Misstrauensantrag scheitert
Trotz Einstimmigkeit der Opposition beim Misstrauensantrag gegen Berlakovich bleibt dieser im Amt. Vizekanzler Michael Spindelegger bekräftigte: "Es wird nicht gewechselt - selbstverständlich nicht." Nicht festlegen wollten sich Bundeskanzler Werner Faymann und Spindelegger auf die Frage, ob in der nächsten Regierung Landwirtschafts- und Umweltministerium getrennt werden sollten.

Am Mittwoch beschäftigt das Bienensterben auch den Land- und Forstwirtschaftsausschuss des Nationalrates. Wolfgang Pirklhuber, der Landwirtschaftssprecher der Grünen, will bei der für die Mittagsstunden anberaumten Sitzung einen Antrag für ein Verbot des Ausbringens von Neonicotinoid-gebeiztem Wintergetreide zur Abstimmung bringen.

Kommt Komplettverbot von Neonicotinoiden?
Während die ÖVP beim Neonicotinoid-Verbot auf EU-Linie bleiben will, erwartete sich SPÖ-Umweltsprecher Hannes Weninger von seinem Koalitionspartner auch ein Konzept für weitere Schritte mit dem Ziel eines Gesamtverbots von Neonicotinoiden. Vor der Sitzung wird in einer von Greenpeace und Global 2000 initiierten Kundgebung unter Beisein von Imkern vor dem Parlament Stimmung für die Bienen und gegen die Pestizide gemacht.

"Schweigegeld" für Imker?
Indessen wurde bekannt, dass die Landwirtschaftskammer Österreich (LKÖ) das Bienensterben offenbar schon in der Vergangenheit aus der öffentlichen Wahrnehmung halten wollte. Josef Stich, der Präsident der Vereinigung österreichischer Imker "Biene Österreich", bestätigte am Dienstag einen Zeitungsbericht, wonach es 2011 Gespräche mit der LKÖ bezüglich eines "Koexistenzfonds" gegeben hatte. Man sei jedoch weder dem Wunsch der LKÖ nachgekommen, das Bienensterben längere Zeit nicht zu thematisieren, noch seien Gelder geflossen, so Stich.

Adolf Marksteiner von der Landwirtschaftskammer gab dagegen an, dass es in den Gesprächen ausschließlich um die Forderungen der Imker ging, wie der finanzielle Umgang mit Schäden durch Pflanzenschutzmittel bewerkstelligt werden kann. "Im zweiten Halbjahr 2011 wurden acht Wochen lang ausschließlich Gespräche über dokumentierbare Schäden aufgrund von Pflanzenschutzmitteln geführt. Beide beteiligten Parteien kamen zu dem Schluss, dass ein Schadensabdeckungsfonds nicht umsetzbar sei", so Marksteiner.

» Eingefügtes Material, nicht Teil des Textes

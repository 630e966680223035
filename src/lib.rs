//! # Pace Planner
//!
//! Running pace calculator and race split planner.
//!
//! This library provides:
//! - Distance / time / pace reconciliation (give any two, derive the third)
//! - Strategy-based split tables (even, negative, positive, 10-10-10, custom)
//! - Angle-to-percentage mapping for circular drag controls
//! - Pace intensity and banded display colors
//! - A caller-owned planner state with a pure `recompute` step
//!
//! ## Features
//!
//! - **`ffi`** - Enable UniFFI bindings for mobile and web hosts
//!
//! ## Quick Start
//!
//! ```rust
//! use pace_planner::{recompute, handle_event, PlannerConfig, PlannerEvent, PlannerState};
//! use pace_planner::{CalculationMode, SplitStrategy};
//!
//! let config = PlannerConfig::default();
//! let state = PlannerState::default(); // 42.195 km in 3:30:00
//!
//! let derived = recompute(&state, &config);
//! assert_eq!(derived.pace_display, "4'58\"");
//! assert_eq!(derived.splits.len(), 43);
//!
//! let state = handle_event(
//!     state,
//!     PlannerEvent::SetStrategy { strategy: SplitStrategy::Negative },
//!     &config,
//! );
//! let state = handle_event(state, PlannerEvent::SetStrength { seconds: 10.0 }, &config);
//! let derived = recompute(&state, &config);
//! assert!(derived.splits[0].pace_seconds > derived.splits[41].pace_seconds);
//! assert_eq!(state.mode, CalculationMode::Pace);
//! ```

use serde::{Deserialize, Serialize};

// Unified error handling
pub mod error;
pub use error::{OptionExt, PlannerError, Result};

// Unit conversion and preset race distances
pub mod units;
pub use units::{convert_distance, convert_pace, preset_distance, PresetDistance, Unit};

// Clock arithmetic and display formatting
pub mod time;
pub use time::{format_duration, format_pace, format_time, seconds_to_time, time_to_seconds, TimeParts};

// Raw form field parsing
pub mod input;

// Distance / time / pace reconciliation
pub mod reconcile;
pub use reconcile::{
    calculate_distance, calculate_pace, calculate_time, reconcile, CalculationMode, PaceResult,
    ReconcileInputs,
};

// Strategy-based split tables
pub mod splits;
pub use splits::{
    calculate_splits, calculate_strategy_splits, compare_strategies, FineTunePercent, Split,
    SplitStrategy, SplitStrategyOptions, SplitView, StrategyPlan,
};

// Circular drag control mapping
pub mod ring;
pub use ring::{percentage_from_offset, percentage_from_pointer, Point, RingBounds};

// Pace intensity and colors
pub mod intensity;
pub use intensity::{pace_color, pace_intensity, ColorPair};

// Caller-owned planner state and recomputation
pub mod planner;
pub use planner::{
    handle_event, recompute, update, DerivedState, PlannerEvent, PlannerInputs, PlannerState,
};

// FFI bindings for mobile/web hosts
#[cfg(feature = "ffi")]
pub mod ffi;

#[cfg(feature = "ffi")]
uniffi::setup_scaffolding!();

/// Initialize logging for Android (only used in FFI)
#[cfg(all(feature = "ffi", target_os = "android"))]
pub(crate) fn init_logging() {
    use android_logger::Config;
    use log::LevelFilter;

    android_logger::init_once(
        Config::default()
            .with_max_level(LevelFilter::Debug)
            .with_tag("PacePlannerRust"),
    );
}

#[cfg(all(feature = "ffi", not(target_os = "android")))]
pub(crate) fn init_logging() {
    // No-op on non-Android platforms
}

// ============================================================================
// Configuration
// ============================================================================

/// Configuration for the planner's controls and intensity scale.
#[derive(Debug, Clone, PartialEq, Serialize, Deserialize)]
#[serde(default)]
#[cfg_attr(feature = "ffi", derive(uniffi::Record))]
pub struct PlannerConfig {
    /// Distance represented by a full turn of the distance ring.
    /// Default: 50.0 (in whatever unit is active)
    pub ring_max_distance: f64,

    /// Hours represented by a full turn of the time ring.
    /// Default: 5.0
    pub ring_max_hours: f64,

    /// Smallest distance a drag can select, so pace stays defined.
    /// Default: 0.001
    pub min_drag_distance: f64,

    /// Pace (seconds per km) that maps to intensity 0.
    /// Default: 420.0 (7'00"/km)
    pub slow_pace_reference: f64,

    /// Pace (seconds per km) that maps to intensity 1.
    /// Default: 180.0 (3'00"/km)
    pub fast_pace_reference: f64,

    /// Upper bound accepted for strategy strength.
    /// Default: 60.0 seconds per unit
    pub max_strength_seconds: f64,
}

impl Default for PlannerConfig {
    fn default() -> Self {
        Self {
            ring_max_distance: 50.0,
            ring_max_hours: 5.0,
            min_drag_distance: 0.001,
            slow_pace_reference: intensity::SLOW_PACE_SECONDS_PER_KM,
            fast_pace_reference: intensity::FAST_PACE_SECONDS_PER_KM,
            max_strength_seconds: 60.0,
        }
    }
}

impl PlannerConfig {
    /// Parse a config from JSON. Missing fields take their defaults.
    pub fn from_json(json: &str) -> Result<Self> {
        let config: PlannerConfig = serde_json::from_str(json)?;
        config.validate()?;
        Ok(config)
    }

    /// Check that every bound is usable.
    pub fn validate(&self) -> Result<()> {
        let positive = |name: &str, value: f64| -> Result<()> {
            if value.is_finite() && value > 0.0 {
                Ok(())
            } else {
                Err(PlannerError::ConfigError {
                    message: format!("{} must be positive, got {}", name, value),
                })
            }
        };

        positive("ring_max_distance", self.ring_max_distance)?;
        positive("ring_max_hours", self.ring_max_hours)?;
        positive("min_drag_distance", self.min_drag_distance)?;
        positive("fast_pace_reference", self.fast_pace_reference)?;
        positive("max_strength_seconds", self.max_strength_seconds)?;

        if !(self.slow_pace_reference > self.fast_pace_reference) {
            return Err(PlannerError::ConfigError {
                message: format!(
                    "slow_pace_reference ({}) must be slower than fast_pace_reference ({})",
                    self.slow_pace_reference, self.fast_pace_reference
                ),
            });
        }

        Ok(())
    }
}

// ============================================================================
// Tests
// ============================================================================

Verzicht auf Thematisierung von Bienenschäden gefordert
Der "Kurier" veröffentlichte ein Faksimile eines Schreibens der "Biene Österreich" an Berlakovich vom 19. Oktober 2011, wo diese "Vorbedingungen" der LKÖ angesprochen wurden. So sollte demnach auf die öffentliche Thematisierung von Bienenschäden für die nächsten drei Jahre verzichtet werden. Stich betonte allerdings, dass diese Causa mit der Landwirtschaftkammer aus seiner Sicht erledigt sei - was Marksteiner ebenfalls so sah.